A few years back, I got a chance to attend a lecture by Raghu Rai. During the lecture, he discussed the coverage he had done after Bhopal Gas Tragedy. He said at that time, there was no time to think. He was numb and clicking photos continuously. “It was my job, and I was doing it dedicatedly,” he said. One of his shots, the last rites of a dead unknown child, became one of many heart-wrenching faces of the tragedy. If it was not for Raghu Rai and his fellow photojournalists who were on the ground, we might never know how big the tragedy was.
He once said about the photograph, “It was a heart-rending situation. His was an innocent face, and usually, when you see a dead person, their eyes are closed, but that child had his eyes wide open, and his family members were giving the last caress to him.” But can coverage of one tragedy justify the scenario that is being created in today’s time?
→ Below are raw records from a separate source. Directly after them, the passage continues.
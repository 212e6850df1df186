//! WebSocket server and connection handling.

use crate::protocol::{ClientMessage, Score, ServerMessage};
use crate::session::{FiredCall, GameSession, SessionError};
use dashmap::DashMap;
use futures_util::{SinkExt, StreamExt};
use snap_core::{EngineConfig, GameAction, GameEvent, GameSnapshot, ScheduledCall};
use std::net::SocketAddr;
use std::sync::Arc;
use tokio::net::{TcpListener, TcpStream};
use tokio::sync::mpsc;
use tokio_tungstenite::{accept_async, tungstenite::Message};
use tracing::{debug, error, info, warn};
use uuid::Uuid;

/// Server state shared across all connections.
pub struct ServerState {
    /// Active games keyed by the player playing them
    pub sessions: DashMap<Uuid, GameSession>,
    /// Mapping from player ID to their message sender
    pub player_senders: DashMap<Uuid, mpsc::UnboundedSender<ServerMessage>>,
    /// Settings every new game starts from
    pub config: EngineConfig,
}

impl ServerState {
    pub fn new(config: EngineConfig) -> Self {
        Self {
            sessions: DashMap::new(),
            player_senders: DashMap::new(),
            config,
        }
    }

    /// Send a message to a specific player.
    pub fn send_to_player(&self, player_id: Uuid, msg: ServerMessage) {
        if let Some(sender) = self.player_senders.get(&player_id) {
            let _ = sender.send(msg);
        }
    }

    fn send_error(&self, player_id: Uuid, err: impl ToString) {
        self.send_to_player(
            player_id,
            ServerMessage::Error {
                message: err.to_string(),
            },
        );
    }
}

/// Run the WebSocket server.
pub async fn run_server(addr: SocketAddr, state: Arc<ServerState>) -> anyhow::Result<()> {
    let listener = TcpListener::bind(addr).await?;
    info!("Snap server listening on {}", addr);

    while let Ok((stream, peer_addr)) = listener.accept().await {
        let state = Arc::clone(&state);
        tokio::spawn(async move {
            if let Err(e) = handle_connection(stream, peer_addr, state).await {
                error!("Connection error from {}: {}", peer_addr, e);
            }
        });
    }

    Ok(())
}

/// Handle a single WebSocket connection.
///
/// Client messages and fired timers are both handled on this task, one at
/// a time, so the engine never sees two calls at once.
async fn handle_connection(
    stream: TcpStream,
    addr: SocketAddr,
    state: Arc<ServerState>,
) -> anyhow::Result<()> {
    let ws_stream = accept_async(stream).await?;
    info!("New WebSocket connection from {}", addr);

    let (mut ws_sender, mut ws_receiver) = ws_stream.split();

    // Assign a player ID
    let player_id = Uuid::new_v4();

    // Create channel for outgoing messages
    let (tx, mut rx) = mpsc::unbounded_channel::<ServerMessage>();
    state.player_senders.insert(player_id, tx);

    // Timers post their calls back here
    let (calls_tx, mut calls_rx) = mpsc::unbounded_channel::<FiredCall>();

    // Send welcome message
    let welcome = ServerMessage::Welcome { player_id };
    let msg_text = serde_json::to_string(&welcome)?;
    ws_sender.send(Message::Text(msg_text)).await?;

    // Spawn task to forward messages from channel to WebSocket
    let send_task = tokio::spawn(async move {
        while let Some(msg) = rx.recv().await {
            if let Ok(text) = serde_json::to_string(&msg) {
                if ws_sender.send(Message::Text(text)).await.is_err() {
                    break;
                }
            }
        }
    });

    loop {
        tokio::select! {
            msg = ws_receiver.next() => match msg {
                Some(Ok(Message::Text(text))) => {
                    if let Ok(client_msg) = serde_json::from_str::<ClientMessage>(&text) {
                        handle_message(player_id, client_msg, &state, &calls_tx);
                    } else {
                        warn!("Invalid message from {}: {}", player_id, text);
                        state.send_error(player_id, "Invalid message");
                    }
                }
                Some(Ok(Message::Close(_))) | None => {
                    info!("Client {} closing connection", player_id);
                    break;
                }
                Some(Ok(Message::Ping(_))) => {
                    state.send_to_player(player_id, ServerMessage::Pong);
                }
                Some(Err(e)) => {
                    error!("WebSocket error from {}: {}", player_id, e);
                    break;
                }
                Some(Ok(_)) => {}
            },
            Some((generation, call)) = calls_rx.recv() => {
                handle_fired(player_id, generation, call, &state);
            }
        }
    }

    // Clean up on disconnect
    state.sessions.remove(&player_id);
    state.player_senders.remove(&player_id);
    send_task.abort();

    info!("Connection closed for {}", player_id);
    Ok(())
}

/// Handle a client message.
fn handle_message(
    player_id: Uuid,
    msg: ClientMessage,
    state: &Arc<ServerState>,
    calls: &mpsc::UnboundedSender<FiredCall>,
) {
    match msg {
        ClientMessage::NewGame {
            player_name,
            difficulty,
        } => {
            let generation = state
                .sessions
                .get(&player_id)
                .map_or(0, |s| s.generation + 1);

            match GameSession::new(
                player_name,
                difficulty,
                &state.config,
                generation,
                calls.clone(),
            ) {
                Ok(session) => {
                    info!(
                        "Player {} started game {} ({:?})",
                        player_id, session.id, difficulty
                    );
                    let started = ServerMessage::GameStarted {
                        session: session.to_info(),
                        state: session.snapshot(),
                    };
                    state.sessions.insert(player_id, session);
                    state.send_to_player(player_id, started);
                }
                Err(e) => state.send_error(player_id, e),
            }
        }

        ClientMessage::Play => apply_action(player_id, GameAction::Play, state),
        ClientMessage::Snap => apply_action(player_id, GameAction::Snap, state),
        ClientMessage::Next => apply_action(player_id, GameAction::Next, state),

        ClientMessage::GetState => {
            let snapshot = state.sessions.get(&player_id).map(|s| s.snapshot());
            match snapshot {
                Some(snapshot) => {
                    state.send_to_player(player_id, ServerMessage::GameState { state: snapshot })
                }
                None => state.send_error(player_id, SessionError::NoActiveGame),
            }
        }

        ClientMessage::Ping => {
            state.send_to_player(player_id, ServerMessage::Pong);
        }
    }
}

fn apply_action(player_id: Uuid, action: GameAction, state: &Arc<ServerState>) {
    let Some(mut session) = state.sessions.get_mut(&player_id) else {
        state.send_error(player_id, SessionError::NoActiveGame);
        return;
    };

    let events = session.apply(action);
    let snapshot = session.snapshot();
    let score = session.score;
    drop(session); // Release lock before sending

    debug!("Player {} {:?}: {} events", player_id, action, events.len());
    publish(player_id, events, snapshot, score, state);
}

/// Handle a timer firing for the computer.
fn handle_fired(
    player_id: Uuid,
    generation: u64,
    call: ScheduledCall,
    state: &Arc<ServerState>,
) {
    let Some(mut session) = state.sessions.get_mut(&player_id) else {
        return;
    };

    let events = session.fire(generation, call);
    let snapshot = session.snapshot();
    let score = session.score;
    drop(session);

    debug!("Fired {:?} for {}: {} events", call, player_id, events.len());
    publish(player_id, events, snapshot, score, state);
}

/// Push events, the new table and any round result to the player.
/// Ignored calls produce no events and send nothing.
fn publish(
    player_id: Uuid,
    events: Vec<GameEvent>,
    snapshot: GameSnapshot,
    score: Score,
    state: &Arc<ServerState>,
) {
    if events.is_empty() {
        return;
    }

    let winner = events.iter().find_map(GameEvent::round_winner);

    state.send_to_player(player_id, ServerMessage::Events { events });
    state.send_to_player(player_id, ServerMessage::GameState { state: snapshot });

    if let Some(winner) = winner {
        info!("Round won by {} for player {}", winner, player_id);
        state.send_to_player(player_id, ServerMessage::RoundOver { winner, score });
    }
}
It is not possible for me alone as a photographer and a writer to justify the stand of every party involved. To make sure I understand the viewpoint of a photojournalist and other photographers, it was my duty, as a photographer, to talk, discuss and understand the viewpoints. I spoke to four photographers, learned their views and spoke to them about what they think about the ethics in photojournalism and if there should be a line.
Capt Suresh Sharma is an Indian army veteran who has served in peacemaking operations of the Indian Army in Sri Lanka. He is a wildlife photographer, snake rescuer and nature conservationist. I have known Captain for a very long time, and when it comes to ethics, I do not think there is anyone better than an Army officer to talk about how important they are.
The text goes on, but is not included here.